I'm working on building a snpEff db for GRCh38 patch 13 RefSeq assembly. The latest pre-built snpEff db available for RefSeq is patch 7. I need p13 for consistency within pipelines. (don't ask me why patch 13 isn't available in the pre-built snpEff library. They recommend using Ensembl not RefSeq) (version 4.3t latest)
I'm able to follow the documentation and build a db from the RefSeq GTF and FASTA files from NCBI. However there are still problems:
(sorry, I deleted a portion of this question because I figured out I was running the command on another server and the config wasn't synced)

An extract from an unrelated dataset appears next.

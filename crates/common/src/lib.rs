//! Shared host-environment helpers: logging setup and the lightweight
//! admin HTTP endpoint.

pub mod admin_http;
pub mod utils;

Entries from my snpEff.config file:
#data.dir = ./data/ data.dir = /var/references/snpEff/ ... # GRCh38 current release from NCBI's RefSeq should be p13 not p7 GRCh38.p13.RefSeq.genome : Human genome GRCh38 using RefSeq transcripts #GRCh38.p13.RefSeq.reference : ftp://ftp.ncbi.nlm.nih.gov/refseq/H_sapiens/ GRCh38.p13.RefSeq.M.codonTable : Vertebrate_Mitochondrial GRCh38.p13.RefSeq.MT.codonTable : Vertebrate_Mitochondrial
Files within /var/references/snpEff/GRCh38.p13.RefSeq/
genes.gtf -> /var/references/ncbi/homo_sapiens/GRCh38/13/annotations/full.gtf sequences.fa -> /var/references/ncbi/homo_sapiens/GRCh38/13/sequences/full.fa snpEffectPredictor.bin
This .bin file was built using the snpEff build process in their documentation, using NCBI's RefSeq GTF and Fasta.
Should I build the contigs individually? The internal RefSeq dbs seem to be built as individual contigs, not a single one lumped together.
What about protein and regulatory regions? I'm working on those next. Are they required to run snpEff?